The Morgellons trajectory is currently at a standstill. Since 2006, doctors working under Kaiser Permanente have been examining the skin of Morgellons patients and sending the samples to the Kaiser labs for testing and electronic data recording. While the preliminary findings were scheduled for the summer of 2008, the CDC continues to delay their release indefinitely. Meanwhile, the chief researcher for the CDC, Dr. Michelle Pearson states that ‘over the last year or so we’ve received about 1200 inquiries related to [Morgellons]’ (http://www.cdc.gov/media/transcripts/2008/t080116.htm). However, the sociopolitical processes at play in the Morgellons trajectory thus far still offer insight to the changing character of contemporary medicine.

Contested illness, diagnostic compromise, and medicalisation

Reflective of a broader socio-historical trend, Kroll-Smith and Floyd’s (1997) study of the highly contested illness Multiple Chemical Sensitivity (MCS) explores how patients — through what they conceptualise as a ‘practical epistemology’— reconfigure biomedical logic in order to make sense of their bodies’ intolerance of putatively benign chemicals emitting from everyday objects like perfume or dry-cleaned clothing; that is, because MCS’s etiology lacks a scientific explanation, patients do their best to rationally theorise the conditions of their contested illness, appropriating biomedical rhetoric in their pragmatic attempt to figure out what it is that makes them feel sick. Summarising this dynamic, they (Kroll-Smith and Floyd 1997: 12) write:

The environmentally ill [i.e. those with MCS] and their counterparts in other citizen medicine movements are neither modern nor postmodern. They do not surrender their self-stories to the administration of medical expertise, as good moderns do; nor do they abandon medical expertise to revel in the pure subjectivity of their stories, as good postmoderns do. Rather, they join the self-story to expertise, constructing narratives of their sick bodies using the complicated languages of biomedicine. In this fashion, MCS is a critique of both modernity and postmodernity and an invitation to revisit these important ideas as we think about the history we are making.

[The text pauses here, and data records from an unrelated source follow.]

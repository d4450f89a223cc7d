//! INI-stanza loader producing [`ServerConfig`] values (§ AMBIENT STACK / Configuration).
//!
//! Config-file parsing is out of scope for the core crates (§1); this crate is the thin,
//! separate collaborator SPEC_FULL names, the way `pbs-config` loads section-config files and
//! hands plain structs to `pbs-datastore`. One `[server]` section per PostgreSQL stanza:
//!
//! ```ini
//! [pg1]
//! root = /srv/pgbr
//! worker_threads = 4
//! compression = zstd
//! encryption = true
//! hot_standby = /srv/pgbr/pg1/standby
//! ```

use std::fs;
use std::path::{Path, PathBuf};

use anyhow::{bail, Context, Result};

use pgbr_api_types::{CompressionType, ServerConfig};

fn parse_compression(value: &str) -> Result<CompressionType> {
    match value.trim().to_ascii_lowercase().as_str() {
        "none" | "" => Ok(CompressionType::None),
        "gzip" | "gz" => Ok(CompressionType::Gzip),
        "zstd" | "zst" => Ok(CompressionType::Zstd),
        "lz4" => Ok(CompressionType::Lz4),
        "bzip2" | "bz2" => Ok(CompressionType::Bzip2),
        other => bail!("unknown compression type {other:?}"),
    }
}

fn parse_bool(value: &str) -> Result<bool> {
    match value.trim().to_ascii_lowercase().as_str() {
        "1" | "true" | "yes" | "on" => Ok(true),
        "0" | "false" | "no" | "off" | "" => Ok(false),
        other => bail!("not a boolean: {other:?}"),
    }
}

/// Loads every `[server]` stanza in `path` into a [`ServerConfig`], in file order.
pub fn load(path: &Path) -> Result<Vec<ServerConfig>> {
    let contents =
        fs::read_to_string(path).with_context(|| format!("reading {}", path.display()))?;
    parse(&contents)
}

fn parse(contents: &str) -> Result<Vec<ServerConfig>> {
    let mut servers = Vec::new();
    let mut current: Option<(String, ServerConfig)> = None;

    for (lineno, raw_line) in contents.lines().enumerate() {
        let line = raw_line.trim();
        if line.is_empty() || line.starts_with('#') || line.starts_with(';') {
            continue;
        }

        if let Some(section) = line.strip_prefix('[').and_then(|s| s.strip_suffix(']')) {
            if let Some((_, config)) = current.take() {
                servers.push(config);
            }
            current = Some((section.to_string(), ServerConfig::new(section, PathBuf::new())));
            continue;
        }

        let Some((key, value)) = line.split_once('=') else {
            bail!("line {}: expected `key = value`, got {raw_line:?}", lineno + 1);
        };
        let key = key.trim();
        let value = value.trim();

        let Some((name, config)) = current.as_mut() else {
            bail!("line {}: key {key:?} outside of any [server] section", lineno + 1);
        };

        match key {
            "root" => config.root = PathBuf::from(value),
            "worker_threads" => {
                config.worker_threads = value
                    .parse()
                    .with_context(|| format!("stanza {name}: invalid worker_threads"))?;
            }
            "compression" => {
                config.compression = parse_compression(value)
                    .with_context(|| format!("stanza {name}: invalid compression"))?;
            }
            "encryption" => {
                config.encryption = parse_bool(value)
                    .with_context(|| format!("stanza {name}: invalid encryption"))?;
            }
            "hot_standby" => config.hot_standby = Some(PathBuf::from(value)),
            other => bail!("stanza {name}: unknown key {other:?}"),
        }
    }

    if let Some((_, config)) = current.take() {
        servers.push(config);
    }

    Ok(servers)
}

#[cfg(test)]
mod tests {
    use super::*;

    #[test]
    fn parses_a_single_stanza_with_all_keys() {
        let text = "\
[pg1]
root = /srv/pgbr
worker_threads = 4
compression = zstd
encryption = true
hot_standby = /srv/pgbr/pg1/standby
";
        let servers = parse(text).unwrap();
        assert_eq!(servers.len(), 1);
        let cfg = &servers[0];
        assert_eq!(cfg.server, "pg1");
        assert_eq!(cfg.root, PathBuf::from("/srv/pgbr"));
        assert_eq!(cfg.worker_threads, 4);
        assert_eq!(cfg.compression, CompressionType::Zstd);
        assert!(cfg.encryption);
        assert_eq!(cfg.hot_standby, Some(PathBuf::from("/srv/pgbr/pg1/standby")));
    }

    #[test]
    fn parses_multiple_stanzas_in_file_order() {
        let text = "\
[pg1]
root = /srv/pgbr1

[pg2]
root = /srv/pgbr2
";
        let servers = parse(text).unwrap();
        let names: Vec<&str> = servers.iter().map(|c| c.server.as_str()).collect();
        assert_eq!(names, vec!["pg1", "pg2"]);
    }

    #[test]
    fn missing_optional_keys_keep_server_config_defaults() {
        let text = "[pg1]\nroot = /srv/pgbr\n";
        let servers = parse(text).unwrap();
        assert_eq!(servers[0].worker_threads, 0);
        assert_eq!(servers[0].compression, CompressionType::None);
        assert!(!servers[0].encryption);
        assert!(servers[0].hot_standby.is_none());
    }

    #[test]
    fn key_outside_a_section_is_an_error() {
        let text = "root = /srv/pgbr\n";
        assert!(parse(text).is_err());
    }

    #[test]
    fn unknown_key_is_an_error() {
        let text = "[pg1]\nbogus = 1\n";
        assert!(parse(text).is_err());
    }

    #[test]
    fn load_reads_from_disk() {
        let dir = tempfile::tempdir().unwrap();
        let path = dir.path().join("pgbr.conf");
        fs::write(&path, "[pg1]\nroot = /srv/pgbr\n").unwrap();
        let servers = load(&path).unwrap();
        assert_eq!(servers.len(), 1);
    }
}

Accompanying this influx of contested illnesses like MCS is the central role that the internet — and specifically ESGs — play in what is colloquially called ‘e-health@. As Barker (2008: 20) notes: ‘In effect, nearly any sufferer of nearly any condition can type his or her affliction into a search engine and electronically connect with a group of fellow sufferers’. Yet, according to Barker (2008: 20), ‘even as peer-to-peer ESGs have become a ubiquitous feature of the Internet, we know remarkably little about them.’ The case of Morgellons, then, is situated at the intersection of these two socio-historical trends of patient empowerment, and in turn offers insights to the role of ESGs in uniting and politicising a contested illness community, and the ways in which it bolsters their medical legitimacy, impacts on clinical practice, and potentially facilitates expanding medicalisation.

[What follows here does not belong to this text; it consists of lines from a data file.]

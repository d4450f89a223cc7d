/// String handles into the workflow runner's heterogeneous keyed map (§6).
///
/// The external collaborator that drives a workflow (the delete CLI command) builds one of
/// these maps and hands it to [`crate::NodeKey`]-indexed lookups inside `execute`; this core
/// never constructs the map itself, only reads from it.
pub mod keys {
    pub const IDENTIFIER: &str = "IDENTIFIER";
    pub const LABEL: &str = "LABEL";
    pub const BACKUP: &str = "BACKUP";
    pub const SERVER_BASE: &str = "SERVER_BASE";
    pub const SERVER_BACKUP: &str = "SERVER_BACKUP";
    pub const BACKUP_BASE: &str = "BACKUP_BASE";
    pub const BACKUP_DATA: &str = "BACKUP_DATA";
    pub const DESTINATION: &str = "DESTINATION";
    pub const TARFILE: &str = "TARFILE";
}
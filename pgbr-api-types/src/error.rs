use thiserror::Error;

/// The error kinds the core exposes to callers, per the delete workflow's state machine.
///
/// Everything that is not one of these kinds (a stat() failing for an unexpected reason, a
/// malformed path) is wrapped in [`CoreError::Other`] instead of growing the enum further.
#[derive(Debug, Error)]
pub enum CoreError {
    /// The per-server delete flag was already held by another caller.
    #[error("delete already in progress for this server")]
    Busy,

    /// A backup is currently being taken for this server.
    #[error("backup in progress for this server")]
    BackupRunning,

    /// No backup in the chain matches the requested label.
    #[error("no such backup: {0}")]
    UnknownLabel(String),

    /// The victim backup has `keep = true` and may not be deleted.
    #[error("backup {0} is retained and cannot be deleted")]
    Retained(String),

    /// The server's `backup/` directory could not be enumerated.
    #[error("unable to enumerate backups for server {0}: {1}")]
    FsEnum(String, #[source] anyhow::Error),

    /// A size update to `backup.info` failed. Callers log this and continue.
    #[error("failed to update backup.info for {0}: {1}")]
    InfoWrite(String, #[source] anyhow::Error),

    /// Anything else, propagated from filesystem or I/O operations. This also covers §7's
    /// `WORKER_INPUT` kind: constructing a [`crate::ServerConfig`]-derived `(from, to)` pair is
    /// infallible in this crate (plain `PathBuf` joins, never parsed or allocated in a way that
    /// can fail), so there is no call site that could ever produce it as a distinct variant.
    #[error(transparent)]
    Other(#[from] anyhow::Error),
}

pub type CoreResult<T> = Result<T, CoreError>;
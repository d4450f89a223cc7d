//! Strips compression/encryption suffixes from relative paths to match manifest keys (C5).

use std::path::{Path, PathBuf};

use pgbr_api_types::SuffixConfig;

/// Strips the trailing extension(s) `config` says the compression/encryption pipeline would
/// have added, returning a freshly allocated path. Idempotent: running it again on an
/// already-trimmed path is a no-op, because a trimmed path no longer ends in that suffix.
///
/// Per the design note in §9, `config` is an explicit parameter rather than global state, so
/// the same normalizer can serve multiple (compression, encryption) pairs reentrantly.
pub fn trim_suffix(path: &Path, config: SuffixConfig) -> PathBuf {
    let strip_len = config.strip_len();
    if strip_len == 0 {
        return path.to_path_buf();
    }

    let Some(name) = path.file_name().and_then(|n| n.to_str()) else {
        return path.to_path_buf();
    };
    if name.len() <= strip_len {
        return path.to_path_buf();
    }

    let trimmed_name = &name[..name.len() - strip_len];
    match path.parent() {
        Some(parent) if parent != Path::new("") => parent.join(trimmed_name),
        _ => PathBuf::from(trimmed_name),
    }
}

#[cfg(test)]
mod tests {
    use super::*;
    use pgbr_api_types::CompressionType;

    #[test]
    fn strips_gzip_suffix() {
        let cfg = SuffixConfig::new(CompressionType::Gzip, false);
        assert_eq!(
            trim_suffix(Path::new("x/y.dat.gz"), cfg),
            PathBuf::from("x/y.dat")
        );
    }

    #[test]
    fn strips_compression_and_encryption_additively() {
        let cfg = SuffixConfig::new(CompressionType::Zstd, true);
        assert_eq!(
            trim_suffix(Path::new("x/y.dat.zst.aes"), cfg),
            PathBuf::from("x/y.dat")
        );
    }

    #[test]
    fn no_compression_no_encryption_is_identity() {
        let cfg = SuffixConfig::new(CompressionType::None, false);
        assert_eq!(
            trim_suffix(Path::new("x/y.dat"), cfg),
            PathBuf::from("x/y.dat")
        );
    }

    #[test]
    fn idempotent_on_already_trimmed_input() {
        let cfg = SuffixConfig::new(CompressionType::Lz4, false);
        let once = trim_suffix(Path::new("x/y.dat.lz4"), cfg);
        let twice = trim_suffix(&once, cfg);
        assert_eq!(once, twice);
    }
}
//! Path walker, file comparator, link engine, and backup directory model (C2-C6).
//!
//! This crate owns everything that touches the PostgreSQL data-directory tree on disk. The
//! delete workflow's state machine and the per-server exclusion flags (C7, C8) live one layer
//! up, in `pgbr-workflow`, which is the only caller expected to chain these pieces together.

pub mod backup;
pub mod comparator;
pub mod info;
pub mod link;
pub mod repair;
pub mod size;
pub mod suffix;
pub mod walker;

pub use comparator::compare_files;
pub use link::{
    link_backup, run_compare_link, run_link, run_link_manifest, run_relink, LinkItem, Manifest,
    ManifestKeys,
};
pub use suffix::trim_suffix;
pub use walker::{walk, LinkResolution, WalkEntry};
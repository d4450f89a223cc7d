use std::fs;
use std::os::unix::fs::symlink;
use std::sync::Arc;

use anyhow::Result;
use tempfile::tempdir;

use pgbr_api_types::{CoreError, ServerConfig};
use pgbr_workflow::{delete, ExclusionRegistry};

fn write_backup(root: &std::path::Path, server: &str, label: &str, valid: &str, keep: &str) -> std::path::PathBuf {
    let dir = root.join(server).join("backup").join(label);
    fs::create_dir_all(dir.join("data")).unwrap();
    fs::write(
        dir.join("backup.info"),
        format!("LABEL={label}\nVALID={valid}\nKEEP={keep}\nBACKUP=0\n"),
    )
    .unwrap();
    dir
}

/// §8 end-to-end scenario 6: delete middle backup, no danglers survive, size recomputed.
#[test]
fn delete_middle_backup_leaves_no_dangling_reference_to_the_victim() -> Result<()> {
    let root = tempdir()?;
    write_backup(root.path(), "pg1", "b1", "1", "0");
    let b2 = write_backup(root.path(), "pg1", "b2", "1", "0");
    let b3 = write_backup(root.path(), "pg1", "b3", "1", "0");

    fs::write(b2.join("data/a.dat"), b"payload")?;
    symlink(b2.join("data/a.dat"), b3.join("data/a.dat"))?;

    let config = ServerConfig::new("pg1", root.path());
    let registry = ExclusionRegistry::new();

    delete::execute(&config, &registry, "b2", None)?;

    assert!(!b2.exists());
    let b3_file = b3.join("data/a.dat");
    assert!(!fs::symlink_metadata(&b3_file)?.file_type().is_symlink());
    assert_eq!(fs::read(&b3_file)?, b"payload");

    let b3_info = fs::read_to_string(b3.join("backup.info"))?;
    assert!(b3_info.contains(&format!("BACKUP={}", "payload".len())));
    Ok(())
}

/// §8 invariant 6: at most one of two concurrent deletes on the same server proceeds past S0;
/// the loser observes `BUSY`.
#[test]
fn concurrent_deletes_on_the_same_server_are_mutually_exclusive() -> Result<()> {
    let root = tempdir()?;
    write_backup(root.path(), "pg1", "b1", "1", "0");
    write_backup(root.path(), "pg1", "b2", "1", "0");

    let config = Arc::new(ServerConfig::new("pg1", root.path()));
    let registry = Arc::new(ExclusionRegistry::new());

    let flags = registry.flags_for("pg1");
    let _held = flags.try_start_delete().unwrap();

    let err = delete::execute(&config, &registry, "b1", None).unwrap_err();
    assert!(matches!(err, CoreError::Busy));

    drop(_held);
    // Once released, a fresh attempt proceeds normally.
    delete::execute(&config, &registry, "b1", None)?;
    Ok(())
}
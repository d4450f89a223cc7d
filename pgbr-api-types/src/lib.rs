//! Shared value types for the pgbr incremental-link and backup-retention core.
//!
//! Kept deliberately small and schema-free: this core owns no HTTP API and no CLI surface
//! (§6), so unlike the teacher's `pbs-api-types` these types carry plain `serde` derives
//! instead of `proxmox-schema` API macros.

mod backup;
mod compression;
mod config;
mod error;
mod node_key;
mod valid;

pub use backup::{BackupRecord, Label};
pub use compression::{CompressionType, SuffixConfig, ENCRYPTION_SUFFIX_LEN};
pub use config::{data_dir, ServerConfig};
pub use error::{CoreError, CoreResult};
pub use node_key::keys as node_key;
pub use valid::ValidState;
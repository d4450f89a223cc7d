//! Read-only dangling-symlink diagnostic.
//!
//! §7 documents that a crashed delete can leave a survivor backup with symlinks pointing at a
//! now-missing victim, and that "administrators must run a separate repair" — left open in §9.
//! This does not attempt the repair (that remains a manual step); it gives that step a
//! concrete, scriptable entry point: a recursive scan reporting every symlink whose target does
//! not resolve.

use std::fs;
use std::path::{Path, PathBuf};

use anyhow::Result;

/// Lists symlinks under `root` whose target does not resolve (`lstat` succeeds, `stat` fails).
pub fn scan_dangling(root: &Path) -> Result<Vec<PathBuf>> {
    let mut dangling = Vec::new();
    walk(root, &mut dangling);
    Ok(dangling)
}

fn walk(dir: &Path, dangling: &mut Vec<PathBuf>) {
    let read_dir = match fs::read_dir(dir) {
        Ok(read_dir) => read_dir,
        Err(_) => return,
    };
    for entry in read_dir {
        let Ok(entry) = entry else { continue };
        let path = entry.path();
        let Ok(meta) = fs::symlink_metadata(&path) else {
            continue;
        };
        if meta.file_type().is_symlink() {
            if fs::metadata(&path).is_err() {
                dangling.push(path);
            }
        } else if meta.is_dir() {
            walk(&path, dangling);
        }
    }
}

#[cfg(test)]
mod tests {
    use super::*;
    use std::os::unix::fs::symlink;
    use tempfile::tempdir;

    #[test]
    fn reports_dangling_symlink() {
        let dir = tempdir().unwrap();
        symlink(dir.path().join("gone"), dir.path().join("dangling")).unwrap();

        let found = scan_dangling(dir.path()).unwrap();
        assert_eq!(found, vec![dir.path().join("dangling")]);
    }

    #[test]
    fn does_not_report_a_symlink_whose_target_exists() {
        let dir = tempdir().unwrap();
        fs::write(dir.path().join("real.txt"), b"x").unwrap();
        symlink(dir.path().join("real.txt"), dir.path().join("ok")).unwrap();

        let found = scan_dangling(dir.path()).unwrap();
        assert!(found.is_empty());
    }

    #[test]
    fn recurses_into_subdirectories() {
        let dir = tempdir().unwrap();
        fs::create_dir_all(dir.path().join("sub")).unwrap();
        symlink(dir.path().join("gone"), dir.path().join("sub/dangling")).unwrap();

        let found = scan_dangling(dir.path()).unwrap();
        assert_eq!(found, vec![dir.path().join("sub/dangling")]);
    }
}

First, the MRF and Morgellons websites illustrate how the internet can empower and politicise a contested illness community. As an article in Popular Mechanics (Chertoff 2005) summarises: ‘Members of the Morgellons online community say that, like those who suffer from breast cancer and AIDS, they merely want appropriate resources devoted to their illness’. Morgellons therefore speaks to Zavestoski and colleagues’ (2004: 172) article on four contested illnesses or MUPS — Fibromyalgia, Chronic Fatigue Syndrome, Gulf War Illnesses, and Multiple Chemical Sensitivity — wherein they invite researchers to discern the ‘centrality of mobilization around these mysterious diseases, whether it takes place in a general social mobilization or in a more focused health social movement’. Because the Morgellons website played a critical role in transforming the Morgellons trajectory from Leitao’s personal trouble into a social issue, it shows how a concentrated online contested illness community can draw on wider social and cultural resources, cutting across multiple fields in its political efforts.

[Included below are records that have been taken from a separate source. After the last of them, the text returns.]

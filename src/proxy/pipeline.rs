//! Caller-supplied mapping functions.
//!
//! Only the event-to-request mapper is required. Every other slot is optional
//! and falls back to the built-in behaviour when empty:
//!
//! | slot                   | when empty                                  |
//! |------------------------|---------------------------------------------|
//! | `response_mapper`      | buffer the body, resolve with it as a string |
//! | `request_body_getter`  | keep the mapper's body (JSON of the event)   |
//! | `library_error_mapper` | reject with the original error               |
//! | `runtime_error_mapper` | reject with the original error               |

use std::fmt;
use std::future::Future;
use std::pin::Pin;
use std::sync::Arc;

use bytes::Bytes;
use hyper::body::Incoming;
use hyper::Response;
use serde_json::Value;

use crate::error::{BoxError, BridgeError};
use crate::http::request::{general_event_to_request_mapper, PathMapping, RequestDefaults, RequestDescriptor};
use crate::proxy::context::InvocationContext;

pub type BoxFuture<T> = Pin<Box<dyn Future<Output = T> + Send + 'static>>;

/// Builds the outbound request for an event.
pub type EventToRequestMapper =
    Arc<dyn Fn(&InvocationContext) -> Result<RequestDescriptor, BridgeError> + Send + Sync>;

/// Produces the request body, replacing the mapper's.
pub type RequestBodyGetter = Arc<dyn Fn(&InvocationContext) -> Result<Bytes, BoxError> + Send + Sync>;

/// Turns the backing server's response into the invocation result.
pub type ResponseMapper<T> =
    Arc<dyn Fn(Response<Incoming>, InvocationContext) -> BoxFuture<Result<T, BoxError>> + Send + Sync>;

/// Turns a failure into the value the invocation rejects with.
pub type ErrorMapper =
    Arc<dyn Fn(BridgeError, InvocationContext) -> BoxFuture<Result<Value, BoxError>> + Send + Sync>;

/// The set of mapping functions for one invocation call.
pub struct MappingPipeline<T = String> {
    pub event_to_request: EventToRequestMapper,
    pub response_mapper: Option<ResponseMapper<T>>,
    pub request_body_getter: Option<RequestBodyGetter>,
    pub library_error_mapper: Option<ErrorMapper>,
    pub runtime_error_mapper: Option<ErrorMapper>,
}

impl<T: Send + 'static> MappingPipeline<T> {
    pub fn new(event_to_request: EventToRequestMapper) -> Self {
        Self {
            event_to_request,
            response_mapper: None,
            request_body_getter: None,
            library_error_mapper: None,
            runtime_error_mapper: None,
        }
    }

    /// Pipeline around the built-in request mapper.
    pub fn general(paths: PathMapping, defaults: RequestDefaults) -> Self {
        Self::new(general_event_to_request_mapper(paths, defaults))
    }

    /// Pipeline around a custom request mapper.
    pub fn from_request_mapper<F>(f: F) -> Self
    where
        F: Fn(&InvocationContext) -> Result<RequestDescriptor, BridgeError> + Send + Sync + 'static,
    {
        Self::new(Arc::new(f))
    }

    pub fn with_response_mapper<F, Fut>(mut self, f: F) -> Self
    where
        F: Fn(Response<Incoming>, InvocationContext) -> Fut + Send + Sync + 'static,
        Fut: Future<Output = Result<T, BoxError>> + Send + 'static,
    {
        self.response_mapper = Some(Arc::new(
            move |response, ctx| -> BoxFuture<Result<T, BoxError>> { Box::pin(f(response, ctx)) },
        ));
        self
    }

    pub fn with_request_body_getter<F>(mut self, f: F) -> Self
    where
        F: Fn(&InvocationContext) -> Result<Bytes, BoxError> + Send + Sync + 'static,
    {
        self.request_body_getter = Some(Arc::new(f));
        self
    }

    /// Handles bind, request-build and response-mapping failures.
    pub fn with_library_error_mapper<F, Fut>(mut self, f: F) -> Self
    where
        F: Fn(BridgeError, InvocationContext) -> Fut + Send + Sync + 'static,
        Fut: Future<Output = Result<Value, BoxError>> + Send + 'static,
    {
        self.library_error_mapper = Some(error_mapper(f));
        self
    }

    /// Handles transport-level request failures.
    pub fn with_runtime_error_mapper<F, Fut>(mut self, f: F) -> Self
    where
        F: Fn(BridgeError, InvocationContext) -> Fut + Send + Sync + 'static,
        Fut: Future<Output = Result<Value, BoxError>> + Send + 'static,
    {
        self.runtime_error_mapper = Some(error_mapper(f));
        self
    }
}

fn error_mapper<F, Fut>(f: F) -> ErrorMapper
where
    F: Fn(BridgeError, InvocationContext) -> Fut + Send + Sync + 'static,
    Fut: Future<Output = Result<Value, BoxError>> + Send + 'static,
{
    Arc::new(move |error, ctx| -> BoxFuture<Result<Value, BoxError>> { Box::pin(f(error, ctx)) })
}

impl<T> Clone for MappingPipeline<T> {
    fn clone(&self) -> Self {
        Self {
            event_to_request: Arc::clone(&self.event_to_request),
            response_mapper: self.response_mapper.clone(),
            request_body_getter: self.request_body_getter.clone(),
            library_error_mapper: self.library_error_mapper.clone(),
            runtime_error_mapper: self.runtime_error_mapper.clone(),
        }
    }
}

impl<T> fmt::Debug for MappingPipeline<T> {
    fn fmt(&self, f: &mut fmt::Formatter<'_>) -> fmt::Result {
        f.debug_struct("MappingPipeline")
            .field("response_mapper", &self.response_mapper.is_some())
            .field("request_body_getter", &self.request_body_getter.is_some())
            .field("library_error_mapper", &self.library_error_mapper.is_some())
            .field("runtime_error_mapper", &self.runtime_error_mapper.is_some())
            .finish_non_exhaustive()
    }
}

Secondly, Morgellons reveals how the internet impacts on clinical practice in a number of different ways. In the most basic sense, Morgellons shows how clinicians pragmatically respond to online contested illness communities. For example, Dr. Koblenzer (2006a: 921) states: ‘Clearly, as more and more of our patients discover this [MRF] site, there will be an ever greater waste of valuable time and resources on fruitless research into fibers, fluffs, irrelevant bacteria, and innocuous worms and insects. It behoves us, therefore, as dermatologists, not only to be aware of this phenomenon, but also each to develop an effective way to work with these patients.’ Dr. Koblenzer urges medical professionals to take note of such online phenomena as Morgellons because these illnesses are becoming more frequent, and physicians’ knowledge of them may save valuable time and resources.

In addition to logistical issues — such as wasted time in the clinic — the medical literature on Morgellons indicates that clinicians may need to devise new diagnostic strategies to ‘work with these patients’ in a productive fashion — that is, ESGs like the Morgellons website can prompt physicians to adopt their own ‘practical epistemologies’ in order to treat the growing number of contested illness patients. The appropriation of the name Morgellons exemplifies this need. As one clinician states:

I have established a close relationship with the patient … by referring to her [DP] as Morgellons disease. … I emphasized that I did not doubt the authenticity of the sensations she was experiencing, and I empathized how disconcerting it must be to feel bugs crawling and stinging her skin. I explained that sometimes medications that psychiatrists use to calm nerve signals help patients with Morgellons disease (Murase et al. 2006: 913).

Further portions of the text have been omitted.